The act allegedly sent the price of CRV falling from $0.625 to $0.464 during the week. Fast forward to today, blockchain data shows that ponzishorter.eth borrowed a further 30 million CRV ($14.85 million) through two transactions and transferred them to OKEx for selling. The team at Lookonchain hypothesized that the trade was conducted to drive down the token price “so many people who used CRV as collateral will face liquidation.”

In response to the heavy selling activity, a wallet associated with Curve’s founder added 20 million more CRV in collateral. On Aave, the wallet addresses’ health factor was 1.65 at the time of publication, indicating an excess of collateral against borrowed assets.

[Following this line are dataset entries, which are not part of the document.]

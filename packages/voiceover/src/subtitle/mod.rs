//! Cue sources: where the pipeline learns what to say and when.
//!
//! [`SubtitleTrack`] is the in-memory source used by the CLI; it is built
//! from SubRip (`.srt`) or Advanced SubStation (`.ass`/`.ssa`) files, or
//! from cues assembled by the caller.

mod ass;
mod srt;

use std::collections::VecDeque;
use std::path::{Path, PathBuf};
use std::time::Duration;

use thiserror::Error;
use tracing::debug;
use voiceover_domain::Cue;

#[derive(Error, Debug)]
pub enum SubtitleError {
    #[error("cannot read {path}: {source}")]
    Io {
        path: PathBuf,
        #[source]
        source: std::io::Error,
    },

    #[error("unsupported subtitle format {0:?} (expected .srt, .ass or .ssa)")]
    UnsupportedFormat(String),

    #[error("line {line}: {reason}")]
    Parse { line: usize, reason: String },
}

impl SubtitleError {
    fn parse(line: usize, reason: impl Into<String>) -> Self {
        Self::Parse {
            line,
            reason: reason.into(),
        }
    }
}

/// Supplies cues once their presentation time has been reached.
pub trait CueSource {
    /// Next cue whose presentation time is `<= now`, if any.
    fn pull(&mut self, now: Duration) -> Option<Cue>;
}

impl<S: CueSource + ?Sized> CueSource for Box<S> {
    fn pull(&mut self, now: Duration) -> Option<Cue> {
        (**self).pull(now)
    }
}

/// Cues sorted by presentation time, handed out once each.
#[derive(Debug, Clone, Default)]
pub struct SubtitleTrack {
    cues: VecDeque<Cue>,
}

impl SubtitleTrack {
    /// Sort `cues` by presentation time (stable) and drop the blank ones.
    pub fn from_cues(mut cues: Vec<Cue>) -> Self {
        cues.retain(|c| !c.is_blank());
        cues.sort_by_key(Cue::presentation_time);
        Self { cues: cues.into() }
    }

    /// Load a subtitle file, choosing the parser from its extension.
    pub fn load(path: impl AsRef<Path>) -> Result<Self, SubtitleError> {
        let path = path.as_ref();
        let ext = path
            .extension()
            .and_then(|e| e.to_str())
            .map(str::to_ascii_lowercase)
            .unwrap_or_default();
        let text = std::fs::read_to_string(path).map_err(|source| SubtitleError::Io {
            path: path.to_path_buf(),
            source,
        })?;

        let track = match ext.as_str() {
            "srt" => Self::parse_srt(&text)?,
            "ass" | "ssa" => Self::parse_ass(&text)?,
            _ => return Err(SubtitleError::UnsupportedFormat(ext)),
        };
        debug!(path = %path.display(), cues = track.len(), "subtitle track loaded");
        Ok(track)
    }

    pub fn parse_srt(text: &str) -> Result<Self, SubtitleError> {
        Ok(Self::from_cues(srt::parse(strip_bom(text))?))
    }

    pub fn parse_ass(text: &str) -> Result<Self, SubtitleError> {
        Ok(Self::from_cues(ass::parse(strip_bom(text))?))
    }

    /// Cues not yet pulled.
    pub fn len(&self) -> usize {
        self.cues.len()
    }

    pub fn is_empty(&self) -> bool {
        self.cues.is_empty()
    }

    pub fn iter(&self) -> impl Iterator<Item = &Cue> {
        self.cues.iter()
    }
}

impl CueSource for SubtitleTrack {
    fn pull(&mut self, now: Duration) -> Option<Cue> {
        if self.cues.front()?.presentation_time() <= now {
            self.cues.pop_front()
        } else {
            None
        }
    }
}

fn strip_bom(text: &str) -> &str {
    text.strip_prefix('\u{feff}').unwrap_or(text)
}

/// Parse `H:MM:SS<sep>frac` where `frac` is read as a decimal fraction of a
/// second (`,123` and `.12` both work).
fn parse_clock(raw: &str, line: usize) -> Result<Duration, SubtitleError> {
    let bad = || SubtitleError::parse(line, format!("invalid timestamp {raw:?}"));
    let raw = raw.trim();
    let (clock, frac) = match raw.rfind([',', '.']) {
        Some(i) => (&raw[..i], &raw[i + 1..]),
        None => (raw, ""),
    };

    let mut parts = clock.split(':');
    let (Some(h), Some(m), Some(s), None) = (parts.next(), parts.next(), parts.next(), parts.next())
    else {
        return Err(bad());
    };
    let num = |v: &str| v.trim().parse::<u64>().map_err(|_| bad());
    let (h, m, s) = (num(h)?, num(m)?, num(s)?);
    if m >= 60 || s >= 60 {
        return Err(bad());
    }

    let mut nanos = 0u64;
    if !frac.is_empty() {
        if frac.len() > 9 || !frac.bytes().all(|b| b.is_ascii_digit()) {
            return Err(bad());
        }
        nanos = num(frac)? * 10u64.pow(9 - frac.len() as u32);
    }
    Ok(Duration::from_secs(h * 3600 + m * 60 + s) + Duration::from_nanos(nanos))
}
//! Subtitle cues as seen by the dubbing pipeline.

use std::fmt;
use std::time::Duration;

/// A timed subtitle event: what to say, when, and for how long.
#[derive(Debug, Clone, PartialEq, Eq)]
pub struct Cue {
    text: String,
    presentation_time: Duration,
    duration: Duration,
}

impl Cue {
    pub fn new(text: impl Into<String>, presentation_time: Duration, duration: Duration) -> Self {
        Self {
            text: text.into(),
            presentation_time,
            duration,
        }
    }

    /// Build a cue from markup lines already stripped of styling codes.
    /// Lines are joined with `\n`.
    pub fn from_lines<I, S>(lines: I, presentation_time: Duration, duration: Duration) -> Self
    where
        I: IntoIterator<Item = S>,
        S: AsRef<str>,
    {
        let mut text = String::new();
        for (i, line) in lines.into_iter().enumerate() {
            if i > 0 {
                text.push('\n');
            }
            text.push_str(line.as_ref());
        }
        Self::new(text, presentation_time, duration)
    }

    #[inline]
    pub fn text(&self) -> &str {
        &self.text
    }

    #[inline]
    pub fn presentation_time(&self) -> Duration {
        self.presentation_time
    }

    #[inline]
    pub fn duration(&self) -> Duration {
        self.duration
    }

    /// Time at which the cue stops being displayed.
    pub fn end(&self) -> Duration {
        self.presentation_time.saturating_add(self.duration)
    }

    /// `true` when there is nothing to speak.
    pub fn is_blank(&self) -> bool {
        self.text.trim().is_empty()
    }
}

/// Identifier handed out to cues in pull order.
#[derive(Debug, Clone, Copy, PartialEq, Eq, PartialOrd, Ord, Hash)]
pub struct CueId(pub u64);

impl CueId {
    /// The id following this one.
    pub const fn next(self) -> Self {
        Self(self.0 + 1)
    }
}

impl fmt::Display for CueId {
    fn fmt(&self, f: &mut fmt::Formatter<'_>) -> fmt::Result {
        write!(f, "cue#{}", self.0)
    }
}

But as told by blockchain analytics firm Arkham, the trades “may simply be bait,” with Aave being the primary target instead. Arkham claims that Eisenberg built up an over $100 million position on Aave for a sophisticated trading scheme. 

It first involves a distraction short of CRV tokens on Aave, which is illiquid on the platform but also has very low margin requirements, both of which are important factors for the exploit. The ensuing attention would prompt users to buy the dip en mass to defend the price of CRV and, for others, to try to squeeze the short-seller to cover their position for a loss.

However, the real conspiracy appears to be exploiting the possibility that Aave cannot cover Eisenberg’s CRV short positions, as the platform allegedly does not have enough liquidity to buy back more than 20% of the short. This would then favor bets against Aave and the price decline of its native token:

“The real target here was AAVE’s vulnerable looping system, which Avi mentioned last month. Using $40 million to borrow almost $50 million of CRV could leave AAVE with severe bad debt.”

“To liquidate Avi’s position, Aave liquidators will have no way to buy back all the CRV he borrowed. AAVE will have to sell significant amounts of tokens from the safety module to cover this loss,” wrote Arkham. A screenshot of a swap quote provided by the firm shows an 89.8% potential swap impact between USDT and CRV for the estimated $100M position.

At the time of publication, CRV is up 15.47% to $0.5742 in the past 24 hours, while the price of Aave has declined by 6.33% to $53.54 during the same period. On Oct. 11, Eisenberg drained $117 million from the Mango Markets protocol and kept $47 million as bug bounty before returning the rest, calling it a “highly profitable trading strategy.”